The effect of A-site cation (Ln = La, Pr, Sm) on the crystal structure, conductivity and oxygen reduction properties of Sr-doped ferrite perovskites

The influence of A-site cation (Ln = La, Pr, Sm) on the crystal structure of Sr-doped ferrite perovskites (Ln0.8Sr0.2FeO3 − δ, LnSF) was studied and the results used to interpret the differences in electronic conductivity. The electronic conductivity decreased with decreasing A-site cation radius, i.e. in the order La > Pr > Sm between 573 K and 1173 K, whereas the ionic conductivity increased in the order La < Sm < Pr between 923 K and 1073 K. The ionic conductivity of Pr0.8Sr0.2FeO3 − δ (PSF) was more than one order of magnitude higher than that of La0.8Sr0.2FeO3 − δ (LSF) at 973 K.To evaluate these materials as cathode materials for solid oxide fuel cells (SOFCs), the chemical compatibility of LnSF with yttria-stabilized zirconia (YSZ) was investigated. Despite significant differences in ionic and electronic conductivity, the performance of the symmetric cells with composite cathodes formed by infiltration of doped LnFeO3 into YSZ and calcination to 1123 K were essentially independent of the transport properties of the cathode materials, exhibiting an identical impedance of 0.08 Ω∙cm2 at 973 K.

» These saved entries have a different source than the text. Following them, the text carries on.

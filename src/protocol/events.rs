//! Wire types for the JSON-lines event protocol

use crate::models::Task;
use crate::session::Session;
use crate::store::{ChangeKind, TaskListChange};
use serde::{Deserialize, Serialize};

/// Intent sent by a rendering layer
#[derive(Debug, Clone, PartialEq, Eq, Deserialize)]
#[serde(tag = "type", rename_all = "snake_case")]
pub enum InputEvent {
    /// Submit new task carrying raw text
    Submit { text: String },
    /// Replace the pending-input field
    Input { text: String },
    /// Submit whatever is in the pending-input field
    SubmitInput,
    Remove { index: usize },
    Toggle { index: usize },
    /// Second interaction on a task; removes it
    Dismiss { index: usize },
    Snapshot,
}

#[derive(Debug, Clone, Copy, PartialEq, Eq, Serialize)]
#[serde(rename_all = "lowercase")]
pub enum ChangeAction {
    Added,
    Removed,
    Toggled,
}

/// Event sent back to the rendering layer
#[derive(Debug, Clone, PartialEq, Eq, Serialize)]
#[serde(tag = "type", rename_all = "snake_case")]
pub enum OutputEvent {
    /// Task list changed; carries the full ordered sequence
    Changed {
        change: ChangeAction,
        index: usize,
        #[serde(skip_serializing_if = "Option::is_none")]
        removed: Option<Task>,
        tasks: Vec<Task>,
        is_empty: bool,
    },
    /// Current state, sent on request and on startup
    Snapshot {
        tasks: Vec<Task>,
        is_empty: bool,
        #[serde(skip_serializing_if = "Option::is_none")]
        placeholder: Option<String>,
        input: String,
    },
    /// Malformed protocol line
    Error { message: String },
}

impl OutputEvent {
    pub fn changed(change: &TaskListChange<'_>) -> Self {
        let (action, index, removed) = match change.kind {
            ChangeKind::Added { index } => (ChangeAction::Added, *index, None),
            ChangeKind::Removed { index, task } => {
                (ChangeAction::Removed, *index, Some(task.clone()))
            }
            ChangeKind::Toggled { index } => (ChangeAction::Toggled, *index, None),
        };

        OutputEvent::Changed {
            change: action,
            index,
            removed,
            tasks: change.tasks.to_vec(),
            is_empty: change.tasks.is_empty(),
        }
    }

    pub fn snapshot(session: &Session) -> Self {
        let store = session.store();
        OutputEvent::Snapshot {
            tasks: store.tasks().to_vec(),
            is_empty: store.is_empty(),
            placeholder: session.placeholder().map(String::from),
            input: session.input().to_string(),
        }
    }

    pub fn error(message: impl Into<String>) -> Self {
        OutputEvent::Error {
            message: message.into(),
        }
    }
}
//! Series preparation: turn raw stored rows into a canonical [`Series`].
//!
//! Steps, in order:
//! 1. drop exact-duplicate rows
//! 2. drop rows with a null OHLCV field
//! 3. drop rows that fail the OHLC sanity check
//! 4. sort ascending by date (stable)
//! 5. keep the first row of any remaining same-date group
//!
//! Every dropped row yields a [`DataIntegrityWarning`]. Warnings are
//! non-fatal: preparation always produces a series, possibly empty.

use chrono::NaiveDate;
use serde::{Deserialize, Serialize};
use std::collections::HashSet;
use std::fmt;
use tracing::{debug, warn};

use super::provider::RawRow;
use crate::domain::{Bar, Series, SymbolKey};

/// A row dropped during preparation.
#[derive(Debug, Clone, PartialEq, Serialize, Deserialize)]
#[serde(tag = "kind", rename_all = "snake_case")]
pub enum DataIntegrityWarning {
    DuplicateRow { date: NaiveDate },
    NullField { date: NaiveDate, field: String },
    InvalidBar { date: NaiveDate },
    ConflictingDate { date: NaiveDate },
}

impl fmt::Display for DataIntegrityWarning {
    fn fmt(&self, f: &mut fmt::Formatter<'_>) -> fmt::Result {
        match self {
            Self::DuplicateRow { date } => write!(f, "{date}: exact duplicate row dropped"),
            Self::NullField { date, field } => write!(f, "{date}: null {field}, row dropped"),
            Self::InvalidBar { date } => write!(f, "{date}: OHLC sanity check failed, row dropped"),
            Self::ConflictingDate { date } => {
                write!(f, "{date}: second row for the same date dropped")
            }
        }
    }
}

/// Output of [`prepare`].
#[derive(Debug, Clone)]
pub struct Prepared {
    pub series: Series,
    pub warnings: Vec<DataIntegrityWarning>,
}

type RowKey = (NaiveDate, [Option<u64>; 4], Option<u64>);

fn row_key(row: &RawRow) -> RowKey {
    let bits = |v: Option<f64>| v.map(f64::to_bits);
    (
        row.date,
        [bits(row.open), bits(row.high), bits(row.low), bits(row.close)],
        row.volume,
    )
}

/// Prepare raw rows for `key` into a canonical series.
pub fn prepare(key: SymbolKey, rows: Vec<RawRow>) -> Prepared {
    let total = rows.len();
    let mut warnings = Vec::new();
    let mut seen: HashSet<RowKey> = HashSet::with_capacity(rows.len());
    let mut bars: Vec<Bar> = Vec::with_capacity(rows.len());

    for row in rows {
        if !seen.insert(row_key(&row)) {
            warnings.push(DataIntegrityWarning::DuplicateRow { date: row.date });
            continue;
        }
        if let Some(field) = row.first_null() {
            warnings.push(DataIntegrityWarning::NullField {
                date: row.date,
                field: field.to_string(),
            });
            continue;
        }
        match row.to_bar() {
            Some(bar) if bar.is_sane() => bars.push(bar),
            _ => warnings.push(DataIntegrityWarning::InvalidBar { date: row.date }),
        }
    }

    bars.sort_by_key(|b| b.date);

    let mut ordered: Vec<Bar> = Vec::with_capacity(bars.len());
    for bar in bars {
        match ordered.last() {
            Some(prev) if prev.date == bar.date => {
                warnings.push(DataIntegrityWarning::ConflictingDate { date: bar.date });
            }
            _ => ordered.push(bar),
        }
    }

    if !warnings.is_empty() {
        warn!(
            symbol = %key,
            dropped = warnings.len(),
            total,
            "data integrity: rows dropped during preparation"
        );
        for w in &warnings {
            debug!(symbol = %key, "{w}");
        }
    }

    Prepared {
        series: Series::from_ordered(key, ordered),
        warnings,
    }
}
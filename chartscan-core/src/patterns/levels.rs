//! Support and resistance levels.
//!
//! Two strategies coexist:
//! - **Pivot zones**: HIGH/LOW pivots are chained into price clusters and
//!   emitted as flat levels (one member) or width-capped bands.
//! - **Monotonic runs**: a bar is support when lows fall into it and rise out
//!   of it (resistance mirrors this on highs); raw levels are collapsed when
//!   they sit within a small fraction of each other.

use serde::{Deserialize, Serialize};
use tracing::debug;

use super::pivot::{find_pivots, Pivot, PivotKind, PivotWindow};
use crate::domain::{Bar, Series};

/// A price level or zone.
#[derive(Debug, Clone, Copy, PartialEq, Serialize, Deserialize)]
pub struct Level {
    pub low: f64,
    pub high: f64,
    pub mean: f64,
    /// Number of raw prices merged into this level.
    pub members: usize,
}

impl Level {
    pub fn flat(price: f64) -> Self {
        Self {
            low: price,
            high: price,
            mean: price,
            members: 1,
        }
    }

    /// A single-price level, as opposed to a band.
    pub fn is_flat(&self) -> bool {
        self.low == self.high
    }

    pub fn width(&self) -> f64 {
        self.high - self.low
    }
}

/// Cluster tolerances, both fractions of price.
#[derive(Debug, Clone, Copy, PartialEq, Serialize, Deserialize)]
#[serde(default)]
pub struct ClusterParams {
    /// A price joins a cluster when it is within this fraction of any member.
    pub max_gap: f64,
    /// Emitted band width is capped at this fraction of the cluster mean.
    pub max_zone_width: f64,
}

impl Default for ClusterParams {
    fn default() -> Self {
        Self {
            max_gap: 0.05,
            max_zone_width: 0.05,
        }
    }
}

/// Greedy chain clustering of prices.
///
/// Prices are sorted ascending and a cluster keeps growing while the next
/// price lies within `max_gap` of any price already in it. Chaining can make
/// a cluster wider than `max_gap`; the cap is applied only to the emitted
/// band. Non-finite and non-positive prices are ignored.
pub fn cluster_prices(prices: &[f64], params: &ClusterParams) -> Vec<Level> {
    let mut sorted: Vec<f64> = prices
        .iter()
        .copied()
        .filter(|p| p.is_finite() && *p > 0.0)
        .collect();
    sorted.sort_by(f64::total_cmp);

    let mut levels = Vec::new();
    let mut cluster: Vec<f64> = Vec::new();
    for price in sorted {
        let joins = cluster
            .iter()
            .any(|member| (price - member).abs() / member <= params.max_gap);
        if !cluster.is_empty() && !joins {
            levels.push(emit_cluster(&cluster, params.max_zone_width));
            cluster.clear();
        }
        cluster.push(price);
    }
    if !cluster.is_empty() {
        levels.push(emit_cluster(&cluster, params.max_zone_width));
    }
    levels
}

fn emit_cluster(members: &[f64], max_zone_width: f64) -> Level {
    if members.len() == 1 {
        return Level::flat(members[0]);
    }
    let mean = members.iter().sum::<f64>() / members.len() as f64;
    let min = members.iter().copied().fold(f64::INFINITY, f64::min);
    let max = members.iter().copied().fold(f64::NEG_INFINITY, f64::max);
    let width = (max - min).min(max_zone_width * mean);
    Level {
        low: mean - width / 2.0,
        high: mean + width / 2.0,
        mean,
        members: members.len(),
    }
}

/// Levels found on one series, plus the pivots they were built from.
#[derive(Debug, Clone, Default, PartialEq, Serialize, Deserialize)]
pub struct SupportResistance {
    pub support: Vec<Level>,
    pub resistance: Vec<Level>,
    pub pivots: Vec<Pivot>,
}

impl SupportResistance {
    /// Representative prices of the resistance levels, ascending.
    pub fn resistance_prices(&self) -> Vec<f64> {
        self.resistance.iter().map(|l| l.mean).collect()
    }

    pub fn support_prices(&self) -> Vec<f64> {
        self.support.iter().map(|l| l.mean).collect()
    }
}

/// Selectable support/resistance algorithm.
#[derive(Debug, Clone, Copy, PartialEq, Serialize, Deserialize)]
#[serde(tag = "kind", rename_all = "snake_case")]
pub enum LevelStrategy {
    PivotZones {
        window: PivotWindow,
        clustering: ClusterParams,
    },
    MonotonicRuns {
        before: usize,
        after: usize,
        /// Levels closer than this fraction of the previous kept level collapse.
        min_separation: f64,
    },
}

impl LevelStrategy {
    pub fn pivot_zones() -> Self {
        LevelStrategy::PivotZones {
            window: PivotWindow::ZONES,
            clustering: ClusterParams::default(),
        }
    }

    pub fn monotonic_runs() -> Self {
        LevelStrategy::MonotonicRuns {
            before: 3,
            after: 2,
            min_separation: 0.005,
        }
    }

    pub fn name(&self) -> &'static str {
        match self {
            LevelStrategy::PivotZones { .. } => "pivot_zones",
            LevelStrategy::MonotonicRuns { .. } => "monotonic_runs",
        }
    }

    /// Bars required before any level can be found.
    pub fn min_bars(&self) -> usize {
        match self {
            LevelStrategy::PivotZones { window, .. } => window.span(),
            LevelStrategy::MonotonicRuns { before, after, .. } => before + after + 1,
        }
    }

    /// Run the strategy. Short series yield no levels.
    pub fn levels(&self, series: &Series) -> SupportResistance {
        let result = match *self {
            LevelStrategy::PivotZones { window, clustering } => pivot_zones(series, window, &clustering),
            LevelStrategy::MonotonicRuns {
                before,
                after,
                min_separation,
            } => monotonic_runs(series, before, after, min_separation),
        };
        debug!(
            symbol = series.symbol(),
            strategy = self.name(),
            support = result.support.len(),
            resistance = result.resistance.len(),
            "levels detected"
        );
        result
    }
}

impl Default for LevelStrategy {
    fn default() -> Self {
        Self::pivot_zones()
    }
}

fn pivot_zones(series: &Series, window: PivotWindow, clustering: &ClusterParams) -> SupportResistance {
    let pivots = find_pivots(series, window);
    let prices_of = |kind: PivotKind| -> Vec<f64> {
        pivots
            .iter()
            .filter(|p| p.kind == kind)
            .filter_map(Pivot::price)
            .collect()
    };
    SupportResistance {
        support: cluster_prices(&prices_of(PivotKind::Low), clustering),
        resistance: cluster_prices(&prices_of(PivotKind::High), clustering),
        pivots,
    }
}

/// Lows non-increasing over the `before` steps into `position` and
/// non-decreasing over the `after` steps out of it.
fn is_run_support(bars: &[Bar], position: usize, before: usize, after: usize) -> bool {
    if position < before || position + after >= bars.len() {
        return false;
    }
    let falling = (position + 1 - before..=position).all(|i| bars[i].low <= bars[i - 1].low);
    let rising = (position + 1..=position + after).all(|i| bars[i].low >= bars[i - 1].low);
    falling && rising
}

fn is_run_resistance(bars: &[Bar], position: usize, before: usize, after: usize) -> bool {
    if position < before || position + after >= bars.len() {
        return false;
    }
    let rising = (position + 1 - before..=position).all(|i| bars[i].high >= bars[i - 1].high);
    let falling = (position + 1..=position + after).all(|i| bars[i].high <= bars[i - 1].high);
    rising && falling
}

fn monotonic_runs(series: &Series, before: usize, after: usize, min_separation: f64) -> SupportResistance {
    let bars = series.bars();
    let mut pivots = Vec::new();
    let mut support = Vec::new();
    let mut resistance = Vec::new();

    for (position, bar) in bars.iter().enumerate() {
        let is_support = is_run_support(bars, position, before, after);
        let is_resistance = is_run_resistance(bars, position, before, after);
        if is_support {
            support.push(bar.low);
        }
        if is_resistance {
            resistance.push(bar.high);
        }
        let kind = match (is_support, is_resistance) {
            (true, true) => PivotKind::Both,
            (true, false) => PivotKind::Low,
            (false, true) => PivotKind::High,
            (false, false) => continue,
        };
        pivots.push(Pivot {
            position,
            date: bar.date,
            kind,
            low: bar.low,
            high: bar.high,
        });
    }

    SupportResistance {
        support: separate_levels(&support, min_separation),
        resistance: separate_levels(&resistance, min_separation),
        pivots,
    }
}

/// Sequential de-duplication: keep a price only if it differs from the last
/// kept price by more than `min_separation` of that price. Dropped prices are
/// counted as members of the level they collapsed into.
pub fn separate_levels(prices: &[f64], min_separation: f64) -> Vec<Level> {
    let mut sorted: Vec<f64> = prices
        .iter()
        .copied()
        .filter(|p| p.is_finite() && *p > 0.0)
        .collect();
    sorted.sort_by(f64::total_cmp);

    let mut levels: Vec<Level> = Vec::new();
    for price in sorted {
        match levels.last_mut() {
            Some(last) if (price - last.mean).abs() / last.mean <= min_separation => {
                last.members += 1;
            }
            _ => levels.push(Level::flat(price)),
        }
    }
    levels
}

#[cfg(test)]
mod tests {
    use super::*;
    use crate::domain::SymbolKey;
    use crate::indicators::{assert_approx, DEFAULT_EPSILON};
    use chrono::NaiveDate;

    #[test]
    fn single_price_is_flat() {
        let levels = cluster_prices(&[50.0], &ClusterParams::default());
        assert_eq!(levels, vec![Level::flat(50.0)]);
        assert!(levels[0].is_flat());
    }

    #[test]
    fn far_prices_stay_separate() {
        let levels = cluster_prices(&[100.0, 200.0, 101.0], &ClusterParams::default());
        assert_eq!(levels.len(), 2);
        assert_eq!(levels[0].members, 2);
        assert_eq!(levels[1], Level::flat(200.0));
    }

    #[test]
    fn band_is_centered_on_mean() {
        let levels = cluster_prices(&[100.0, 102.0], &ClusterParams::default());
        assert_eq!(levels.len(), 1);
        let level = levels[0];
        assert_approx(level.mean, 101.0, DEFAULT_EPSILON);
        assert_approx(level.low, 100.0, DEFAULT_EPSILON);
        assert_approx(level.high, 102.0, DEFAULT_EPSILON);
    }

    #[test]
    fn chaining_joins_beyond_max_gap_and_width_is_capped() {
        // Each step is 4%, so the chain spans ~17% end to end.
        let prices = [100.0, 104.0, 108.16, 112.4864, 116.985856];
        let levels = cluster_prices(&prices, &ClusterParams::default());
        assert_eq!(levels.len(), 1);

        let level = levels[0];
        assert_eq!(level.members, 5);
        assert_approx(level.width(), 0.05 * level.mean, 1e-9);
        assert_approx((level.low + level.high) / 2.0, level.mean, 1e-9);
    }

    #[test]
    fn ignores_invalid_prices() {
        let levels = cluster_prices(&[f64::NAN, -1.0, 0.0, 10.0], &ClusterParams::default());
        assert_eq!(levels, vec![Level::flat(10.0)]);
    }

    #[test]
    fn separate_levels_collapses_close_prices() {
        let levels = separate_levels(&[100.0, 100.4, 100.6, 101.0], 0.005);
        assert_eq!(levels.len(), 2);
        assert_eq!(levels[0].mean, 100.0);
        assert_eq!(levels[0].members, 2);
        assert_eq!(levels[1].mean, 100.6);
        assert_eq!(levels[1].members, 2);
    }

    fn series_from_lows_highs(points: &[(f64, f64)]) -> Series {
        let base = NaiveDate::from_ymd_opt(2024, 3, 1).unwrap();
        let bars = points
            .iter()
            .enumerate()
            .map(|(i, &(low, high))| Bar {
                date: base + chrono::Duration::days(i as i64),
                open: (low + high) / 2.0,
                high,
                low,
                close: (low + high) / 2.0,
                volume: 500,
            })
            .collect();
        Series::new(SymbolKey::new("LV", "usa"), bars).unwrap()
    }

    #[test]
    fn monotonic_runs_find_valley_and_peak() {
        let series = series_from_lows_highs(&[
            (20.0, 22.0),
            (19.0, 21.0),
            (18.0, 20.0),
            (17.0, 19.0),
            (18.0, 20.0),
            (19.0, 23.0),
            (20.0, 24.0),
            (21.0, 25.0),
            (20.0, 24.0),
            (19.0, 23.0),
            (18.0, 22.0),
        ]);
        let result = LevelStrategy::monotonic_runs().levels(&series);

        assert_eq!(result.support, vec![Level::flat(17.0)]);
        assert_eq!(result.resistance, vec![Level::flat(25.0)]);
        assert_eq!(result.pivots.len(), 2);
        assert_eq!(result.pivots[0].position, 3);
        assert_eq!(result.pivots[1].position, 7);
    }

    #[test]
    fn short_series_has_no_levels() {
        let series = series_from_lows_highs(&[(10.0, 11.0), (9.0, 10.0)]);
        for strategy in [LevelStrategy::pivot_zones(), LevelStrategy::monotonic_runs()] {
            let result = strategy.levels(&series);
            assert!(result.support.is_empty());
            assert!(result.resistance.is_empty());
        }
    }

    #[test]
    fn strategy_toml_shape() {
        let json = serde_json::to_string(&LevelStrategy::monotonic_runs()).unwrap();
        assert!(json.contains("\"kind\":\"monotonic_runs\""));
        let back: LevelStrategy = serde_json::from_str(&json).unwrap();
        assert_eq!(back, LevelStrategy::monotonic_runs());
    }
}
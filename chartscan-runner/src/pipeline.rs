//! Per-symbol fetch → prepare → detect, fanned out over rayon.
//!
//! Detection is collected for every candidate before the caller mutates any
//! store, so a delete pass always sees the complete qualifying set.

use chartscan_core::data::{prepare, SeriesSource, SourceError};
use chartscan_core::domain::{Series, SymbolKey};
use chartscan_core::DetectError;
use chrono::NaiveDate;
use rayon::prelude::*;
use thiserror::Error;
use tracing::{debug, warn};

use crate::config::ConfigError;
use crate::import::ImportError;
use crate::store::StoreError;

/// Errors that abort a runner operation.
#[derive(Debug, Error)]
pub enum RunError {
    #[error("config error: {0}")]
    Config(#[from] ConfigError),
    #[error("source error: {0}")]
    Source(#[from] SourceError),
    #[error("store error: {0}")]
    Store(#[from] StoreError),
    #[error("detection error: {0}")]
    Detect(#[from] DetectError),
    #[error("import error: {0}")]
    Import(#[from] ImportError),
}

/// Result of one candidate.
#[derive(Debug)]
pub enum Outcome<T> {
    Qualified(T),
    NotQualified,
    /// The detector could not judge the series (e.g. too short).
    Skipped(DetectError),
    /// The series could not be fetched.
    Failed(SourceError),
}

impl<T> Outcome<T> {
    pub fn is_failed(&self) -> bool {
        matches!(self, Outcome::Failed(_))
    }
}

/// Fetch and prepare one series. Integrity warnings are logged by `prepare`.
pub fn load_series(
    source: &dyn SeriesSource,
    key: &SymbolKey,
    start: Option<NaiveDate>,
) -> Result<Series, SourceError> {
    let rows = source.fetch(key, start, None)?;
    Ok(prepare(key.clone(), rows).series)
}

/// Run `detect` over every candidate in parallel. `Ok(None)` from the
/// detector means "analysed, does not qualify".
pub fn scan<T, F>(source: &dyn SeriesSource, candidates: &[SymbolKey], detect: F) -> Vec<(SymbolKey, Outcome<T>)>
where
    T: Send,
    F: Fn(&Series) -> Result<Option<T>, DetectError> + Sync,
{
    candidates
        .par_iter()
        .map(|key| {
            let outcome = match load_series(source, key, None) {
                Err(e) => {
                    warn!(symbol = %key, error = %e, "fetch failed, leaving stored rows untouched");
                    Outcome::Failed(e)
                }
                Ok(series) => match detect(&series) {
                    Ok(Some(found)) => Outcome::Qualified(found),
                    Ok(None) => Outcome::NotQualified,
                    Err(e) => {
                        debug!(symbol = %key, error = %e, "skipped");
                        Outcome::Skipped(e)
                    }
                },
            };
            (key.clone(), outcome)
        })
        .collect()
}
//! Declarative chart payloads for the query surface.
//!
//! A payload lists candles, pivot markers and overlays. How they are drawn is
//! up to the consumer.

use chrono::{Duration, NaiveDate};
use serde::{Deserialize, Serialize};

use crate::domain::Series;
use crate::patterns::{Level, PivotKind, SupportResistance, TrendLine};

/// Y-axis padding around the plotted extrema.
const Y_PADDING: f64 = 0.05;

#[derive(Debug, Clone, Copy, PartialEq, Serialize, Deserialize)]
pub struct Candle {
    pub date: NaiveDate,
    pub open: f64,
    pub high: f64,
    pub low: f64,
    pub close: f64,
}

#[derive(Debug, Clone, Copy, PartialEq, Serialize, Deserialize)]
pub struct Marker {
    pub date: NaiveDate,
    pub price: f64,
    pub kind: PivotKind,
}

#[derive(Debug, Clone, Copy, PartialEq, Eq, Serialize, Deserialize)]
#[serde(rename_all = "snake_case")]
pub enum Role {
    Support,
    Resistance,
    Trend,
}

#[derive(Debug, Clone, Copy, PartialEq, Serialize, Deserialize)]
#[serde(tag = "type", rename_all = "snake_case")]
pub enum Shape {
    /// Horizontal line across the chart.
    Line {
        role: Role,
        from: NaiveDate,
        to: NaiveDate,
        price: f64,
    },
    /// Horizontal band across the chart.
    Zone {
        role: Role,
        from: NaiveDate,
        to: NaiveDate,
        low: f64,
        high: f64,
    },
    /// Straight segment between two dated prices.
    Segment {
        role: Role,
        from: NaiveDate,
        from_price: f64,
        to: NaiveDate,
        to_price: f64,
    },
}

#[derive(Debug, Clone, PartialEq, Serialize, Deserialize)]
pub struct ChartPayload {
    pub title: String,
    pub candles: Vec<Candle>,
    pub markers: Vec<Marker>,
    pub shapes: Vec<Shape>,
    /// `(min, max)` of the y axis.
    pub y_range: (f64, f64),
}

impl ChartPayload {
    /// Payload for `series` with the given levels. A trend line, when given,
    /// is drawn from its older anchor to the last candle.
    pub fn build(
        title: impl Into<String>,
        series: &Series,
        levels: &SupportResistance,
        trend_line: Option<&TrendLine>,
    ) -> Self {
        let candles: Vec<Candle> = series
            .bars()
            .iter()
            .map(|b| Candle {
                date: b.date,
                open: b.open,
                high: b.high,
                low: b.low,
                close: b.close,
            })
            .collect();

        let markers = levels
            .pivots
            .iter()
            .filter_map(|p| {
                p.price().map(|price| Marker {
                    date: p.date,
                    price,
                    kind: p.kind,
                })
            })
            .collect();

        let mut shapes = Vec::new();
        if let (Some(first), Some(last)) = (series.first(), series.last()) {
            let (from, to) = (first.date, last.date);
            shapes.extend(levels.support.iter().map(|l| level_shape(l, Role::Support, from, to)));
            shapes.extend(levels.resistance.iter().map(|l| level_shape(l, Role::Resistance, from, to)));
            if let Some(line) = trend_line {
                let start = line.anchors[0];
                shapes.push(Shape::Segment {
                    role: Role::Trend,
                    from: start.date,
                    from_price: start.price,
                    to,
                    to_price: line.price_at(to),
                });
            }
        }

        let y_range = y_range(&candles);
        Self {
            title: title.into(),
            candles,
            markers,
            shapes,
            y_range,
        }
    }
}

fn level_shape(level: &Level, role: Role, from: NaiveDate, to: NaiveDate) -> Shape {
    if level.is_flat() {
        Shape::Line {
            role,
            from,
            to,
            price: level.mean,
        }
    } else {
        Shape::Zone {
            role,
            from,
            to,
            low: level.low,
            high: level.high,
        }
    }
}

fn y_range(candles: &[Candle]) -> (f64, f64) {
    if candles.is_empty() {
        return (0.0, 0.0);
    }
    let low = candles.iter().map(|c| c.low).fold(f64::INFINITY, f64::min);
    let high = candles.iter().map(|c| c.high).fold(f64::NEG_INFINITY, f64::max);
    (low * (1.0 - Y_PADDING), high * (1.0 + Y_PADDING))
}

/// The last `months` of `series`, counting a month as 30 days back from the
/// last bar.
pub fn history_window(series: &Series, months: u32) -> Series {
    match series.last() {
        Some(last) => series.since(last.date - Duration::days(i64::from(months) * 30)),
        None => series.clone(),
    }
}
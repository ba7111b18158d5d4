//! VCP detection job over the screened universe.

use std::collections::BTreeSet;

use chartscan_core::data::SeriesSource;
use chartscan_core::domain::SymbolKey;
use chartscan_core::patterns::VcpStrategy;
use chrono::NaiveDate;
use tracing::{debug, info};

use crate::pipeline::{scan, Outcome, RunError};
use crate::store::{ScreenedStore, Upsert, VcpStore};
use crate::summary::{fingerprint, RunSummary};

pub const JOB: &str = "vcp";

/// Analyse the screened symbols of `countries` and reconcile the VCP table.
///
/// New patterns are inserted with `today` as their detection date, stage
/// changes are updated (and re-dated), and stored rows of the scope that no
/// longer show a pattern, or are no longer screened, are deleted.
pub fn run_vcp_detection(
    source: &dyn SeriesSource,
    screened: &dyn ScreenedStore,
    vcp: &dyn VcpStore,
    countries: &[String],
    strategy: &VcpStrategy,
    today: NaiveDate,
) -> Result<RunSummary, RunError> {
    let mut summary = RunSummary::new(JOB, fingerprint(JOB, strategy, countries), countries);
    let candidates: Vec<SymbolKey> = screened
        .list_screened(countries)?
        .iter()
        .map(|row| row.key())
        .collect();
    info!(strategy = strategy.name(), candidates = candidates.len(), "detecting vcp");

    let outcomes = scan(source, &candidates, |series| strategy.analyze(series));
    summary.scanned = outcomes.len();

    let mut qualified: BTreeSet<SymbolKey> = BTreeSet::new();
    let mut untouchable: BTreeSet<SymbolKey> = BTreeSet::new();
    for (key, outcome) in outcomes {
        match outcome {
            Outcome::Qualified(signal) => {
                match vcp.upsert_vcp(&key, signal.stage, today)? {
                    Upsert::Inserted => summary.added += 1,
                    Upsert::Updated => summary.updated += 1,
                    Upsert::Unchanged => summary.unchanged += 1,
                }
                debug!(symbol = %key, stage = %signal.stage, "vcp detected");
                qualified.insert(key);
            }
            Outcome::NotQualified => {}
            Outcome::Skipped(_) => summary.skipped += 1,
            Outcome::Failed(_) => {
                summary.failed += 1;
                summary.failed_symbols.push(key.clone());
                untouchable.insert(key);
            }
        }
    }
    summary.qualified = qualified.len();

    for row in vcp.list_vcp(countries)? {
        let key = row.key();
        if qualified.contains(&key) || untouchable.contains(&key) {
            continue;
        }
        if vcp.delete_vcp(&key)? {
            debug!(symbol = %key, "vcp removed");
            summary.removed += 1;
        }
    }

    summary.log();
    Ok(summary)
}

► A-site cation effect on the properties of LnSF (Ln = La, Pr, Sm) was studied.
► Ionic conductivities of LnSF were carefully measured.
► Pr0.8Sr0.2FeO3 − δ showed the highest ionic conductivities at 923–1073 K.
► At 973 K, ionic conductivities of LnSF vary by approximately an order of magnitude.
► This does not affect the oxygen reduction reaction in an SOFC cathode prepared by infiltration.